Зрачки капитанки расширились, челюсть слегка отвисла. Она так сильно сдавила круассан, что шоколадная начинка крупными каплями закапала на поверхность столика.
– В таком случае она является обладательницей редкого воинского таланта. Победить мастерку ножевого боя, отправив её на месяц в госпиталь, и при этом отделаться легким ранением-это надо умудриться. Кроме того, соотношение её комплекции и физических характеристик явно отличается от всех остальных. Даже среди моих тренированных подчиненных, далеко не все обладают подобными данными. А они не детский сад-подготовительная группа, а седьмой венерианский батальон специального назначения.
Ректоресса улыбнулась и похлопала сестру по предплечью.
– Она напоминает мне тебя в юности. Уверена, в своем подразделении, ты найдешь достойное применение её талантам и сможешь их правильно развить. Так что подбери упавшую челюсть с пола и принимайся за еду. А то, говоря о нашей с тобой юности, ты вся перемазалась в шоколаде, прямо как тогда, когда мы с тобой залезли в столовую за конфетами. Помнишь, как мы тогда убегали от охранницы?
Сестры вновь добродушно рассмеялись, глядя друг другу в глаза. Воспоминания о счастливом детстве и искрометной юности цементировали их кровную связь крепче любой круговой поруки.
Кана облизала перемазанные в шоколаде пальцы. На её волевом лице заиграла блаженная улыбка. На миг сквозь грубые черты кадровой офицерки проступил образ молодой шкодливой девчушки, в жизни которой не было большего удовольствия, чем пригоршня ворованных шоколадных конфет.
– Это тот самый вкус. Ты знала, что тут подают такую вкуснятину, когда приглашала меня сюда?
Лина протянула пухлую ладонь и ласково потрепала сестру по плечу.
– Ну разумеется, знала. Я хотела тебя порадовать. Ведь ты моя единственная кровная сестра. О ком мне еще заботится?

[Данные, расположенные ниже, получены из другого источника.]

//! Case generator: runs a generator program once per test index

use std::path::Path;

use uuid::Uuid;

use crate::{
    constants::{DEFAULT_GROUP_POINTS, MAX_TEST_INDEX_ATTEMPTS},
    error::{AppError, AppResult},
    models::FileType,
};

use super::{
    compiler::Program,
    process,
    store::TestStore,
    toolchain::Language,
    GenerationOutcome, SkippedRun, TestPipeline,
};

impl TestPipeline {
    /// Generate `test_count` inputs with the generator named `generator_file`
    /// and append them to the group `group_name`.
    ///
    /// Indices continue after the highest index already in the group, so a
    /// fresh group gets `1..=test_count`. Each index is passed to the
    /// generator as its only argument. A failing run or store write is
    /// skipped and reported in the outcome; the batch goes on with the next
    /// index. Batches writing to the same group in this process take turns.
    pub async fn generate<S>(
        &self,
        store: &S,
        problem_id: Uuid,
        generator_file: &str,
        test_count: i32,
        group_name: &str,
    ) -> AppResult<GenerationOutcome>
    where
        S: TestStore + ?Sized,
    {
        let file = store
            .find_problem_file(problem_id, FileType::Generator, generator_file)
            .await?
            .ok_or_else(|| {
                AppError::NotFound(format!("Generator file '{}' not found", generator_file))
            })?;

        if test_count > self.limits.max_tests_per_request {
            return Err(AppError::Validation(format!(
                "testCount must be at most {}",
                self.limits.max_tests_per_request
            )));
        }

        if test_count <= 0 {
            return Ok(GenerationOutcome {
                test_group_id: None,
                test_cases: Vec::new(),
                skipped: Vec::new(),
            });
        }

        let program = Program::prepare(
            &self.toolchain,
            &self.build_locks,
            Path::new(&file.file_path),
            self.limits.compile_timeout,
        )
        .await?;

        // Without an interpreter no index can succeed
        if program.language == Language::Python {
            self.toolchain.interpreter()?;
        }

        let group = store
            .find_or_create_group(problem_id, group_name, DEFAULT_GROUP_POINTS)
            .await?;
        let _group_guard = self.build_locks.acquire_group(group.id).await;
        let mut test_index = store.next_test_index(group.id).await?;

        let mut test_cases = Vec::with_capacity(test_count as usize);
        let mut skipped = Vec::new();

        for _ in 0..test_count {
            let mut attempt = 1;
            loop {
                let result = match self.run_generator(&program, test_index).await {
                    Ok(input) => {
                        store
                            .insert_test_case(problem_id, group.id, test_index, &input)
                            .await
                    }
                    Err(e) => Err(e),
                };

                match result {
                    Ok(test_case) => {
                        tracing::debug!(
                            problem_id = %problem_id,
                            test_index,
                            input = %test_case.input_preview(40),
                            "Generated test"
                        );
                        test_cases.push(test_case);
                    }
                    Err(AppError::AlreadyExists(_)) if attempt < MAX_TEST_INDEX_ATTEMPTS => {
                        // Another server wrote this index first
                        attempt += 1;
                        test_index = self.refresh_index(store, group.id, test_index).await;
                        continue;
                    }
                    Err(e) => {
                        tracing::warn!(
                            problem_id = %problem_id,
                            generator = %generator_file,
                            test_index,
                            error = %e,
                            "Test generation failed, skipping index"
                        );
                        skipped.push(SkippedRun {
                            test_index: Some(test_index),
                            test_case_id: None,
                            error: e.to_string(),
                        });
                    }
                }

                test_index += 1;
                break;
            }
        }

        tracing::info!(
            problem_id = %problem_id,
            group = %group.name,
            generated = test_cases.len(),
            skipped = skipped.len(),
            "Test generation finished"
        );

        Ok(GenerationOutcome {
            test_group_id: Some(group.id),
            test_cases,
            skipped,
        })
    }

    async fn run_generator(&self, program: &Program, test_index: i32) -> AppResult<String> {
        let invocation = program.invocation(&self.toolchain, vec![test_index.to_string().into()])?;
        let output = process::run(&invocation, None, self.limits.generator_timeout).await?;

        if !output.success() {
            return Err(AppError::ExecutionError(output.failure_summary()));
        }

        output.stored_stdout()
    }

    /// First free index after a conflict, or the next one if the store
    /// cannot say
    async fn refresh_index<S>(&self, store: &S, group_id: Uuid, taken: i32) -> i32
    where
        S: TestStore + ?Sized,
    {
        match store.next_test_index(group_id).await {
            Ok(next) => next.max(taken + 1),
            Err(e) => {
                tracing::warn!(group_id = %group_id, error = %e, "Could not re-read test index");
                taken + 1
            }
        }
    }
}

Кана Мондье ответила ректорессе благодарным взглядом и, придвинув к себе блюдо с круассанами, принялась уплетать угощение за обе щеки…
Доктор Дитрих Фостер сжал пальцами маленький пульверизатор, пропитывая влагой губку, и приложил этот источник живительной влаги к своим жабрам на шее. Фостер всегда чувствовал сухость в жабрах, когда нервничал. А повод для волнения у него был.

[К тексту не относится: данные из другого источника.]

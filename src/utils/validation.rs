//! Input validation utilities

use std::path::Path;
use std::sync::LazyLock;

use regex::Regex;

use crate::constants::{languages, ALLOWED_UPLOAD_EXTENSIONS};

static UNSAFE_FILE_CHARS: LazyLock<Regex> =
    LazyLock::new(|| Regex::new(r"[^A-Za-z0-9._-]+").expect("valid regex"));

static USERNAME: LazyLock<Regex> =
    LazyLock::new(|| Regex::new(r"^[A-Za-z][A-Za-z0-9_-]*$").expect("valid regex"));

/// Validate username characters (length is checked by the request DTO)
pub fn validate_username(username: &str) -> Result<(), &'static str> {
    if USERNAME.is_match(username) {
        Ok(())
    } else {
        Err("Username must start with a letter and contain only letters, numbers, underscores, and hyphens")
    }
}

/// Reduce an uploaded file name to a safe base name.
///
/// Directory components are dropped and runs of unusual characters become a
/// single underscore. Returns `None` when nothing usable is left.
pub fn sanitize_file_name(name: &str) -> Option<String> {
    let base = name.rsplit(['/', '\\']).next().unwrap_or(name);
    let cleaned = UNSAFE_FILE_CHARS.replace_all(base.trim(), "_");
    let cleaned = cleaned.trim_start_matches('.');

    if cleaned.is_empty() || cleaned.chars().all(|c| c == '_' || c == '.') {
        None
    } else {
        Some(cleaned.to_string())
    }
}

/// Lowercased extension of `name` if it is on the upload whitelist
pub fn allowed_extension(name: &str) -> Option<String> {
    let extension = Path::new(name)
        .extension()
        .and_then(|e| e.to_str())?
        .to_ascii_lowercase();

    ALLOWED_UPLOAD_EXTENSIONS
        .contains(&extension.as_str())
        .then_some(extension)
}

/// Language tag implied by a whitelisted extension
pub fn infer_language(extension: &str) -> &'static str {
    match extension {
        "cpp" => languages::CPP,
        "c" => languages::C,
        "py" => languages::PYTHON,
        "java" => languages::JAVA,
        _ => languages::TEXT,
    }
}

/// Sanitize string input (remove control characters, trim whitespace)
pub fn sanitize_string(input: &str) -> String {
    input
        .chars()
        .filter(|c| !c.is_control() || *c == '\n' || *c == '\t')
        .collect::<String>()
        .trim()
        .to_string()
}

#[cfg(test)]
mod tests {
    use super::*;

    #[test]
    fn test_validate_username() {
        assert!(validate_username("alice").is_ok());
        assert!(validate_username("Alice_123").is_ok());
        assert!(validate_username("123abc").is_err());
        assert!(validate_username("user@name").is_err());
    }

    #[test]
    fn test_sanitize_file_name() {
        assert_eq!(sanitize_file_name("gen.cpp").as_deref(), Some("gen.cpp"));
        assert_eq!(sanitize_file_name("../../etc/passwd").as_deref(), Some("passwd"));
        assert_eq!(sanitize_file_name("C:\\work\\my sol (2).py").as_deref(), Some("my_sol_2_.py"));
        assert_eq!(sanitize_file_name(".hidden.py").as_deref(), Some("hidden.py"));
        assert_eq!(sanitize_file_name("   "), None);
        assert_eq!(sanitize_file_name("../"), None);
    }

    #[test]
    fn test_allowed_extension() {
        assert_eq!(allowed_extension("sol.CPP").as_deref(), Some("cpp"));
        assert_eq!(allowed_extension("01.in").as_deref(), Some("in"));
        assert_eq!(allowed_extension("run.sh"), None);
        assert_eq!(allowed_extension("Makefile"), None);
    }

    #[test]
    fn test_infer_language() {
        assert_eq!(infer_language("cpp"), "cpp");
        assert_eq!(infer_language("py"), "python");
        assert_eq!(infer_language("out"), "text");
    }

    #[test]
    fn test_sanitize_string() {
        assert_eq!(sanitize_string("  A\u{7} + B \n"), "A + B");
    }
}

– Профессор, мы стоим на пороге прорыва в области экологии. Если эта озоновая карта верна, уровень кислорода в атмосфере поднялся до предсказанного вами значения и ультрафиолетовая радиация наконец то экранируется полностью.
Доктор перевел взгляд с огромной голографической карты Земли на мирно парящего напротив него в невесомости профессора Робура Ларина. Профессор одобрительно кивал словам Фостера, разглаживая когтистым пальцем перепончатой руки густые седые брови.
– Дитрих, мальчик мой, в точности предсказанного я не сомневался, поскольку все в этом мире имеет цикличную природу. Причем не круговую, а природу спирали, когда каждый следующий виток выводит процесс на новый уровень. Истории свойственно повторяться. Каждая новая война масштабнее и страшнее предыдущей. Каждый новый технологический рывок поднимает человечество на новые высоты. Или повергает в новые глубины, как в нашем случае.
Профессор едко засмеялся, но закашлялся и, прочистив горло, продолжил.
Истории Земли в этом вопросе не исключение. Если бы человечество не было столь молодо, в наших письменных источниках был бы зафиксирован циклический путь, который периодически проходит Земля. Несколько столетий подряд мы могли лишь строить разные гипотезы, на основе палеонтологических находок и радионуклидного анализа.
Дитрих Фостер пробежался перепончатыми лапами по сенсорной клавиатуре и изображение на голограмме начало преображаться. Шарик Земли дрогнул, часть суши поднялось из под воды. Затем континенты плавно пришли в движение. Параллельно с этим, шарик начал съёживаться. Когда голограмма уменьшилась примерно вдвое, все континентальные плиты сложились, как гигантская мозаика, полностью покрыв поверхность планеты. Фостер зачарованно наблюдал за рекурсивной трансформацией, бросая периодически оживленный взгляд на Ларина.
– Профессор, а почему теория вашего предка не нашла широкой поддержки в научных кругах еще при его жизни?
Робур Ларин покачал головой и нахмурился.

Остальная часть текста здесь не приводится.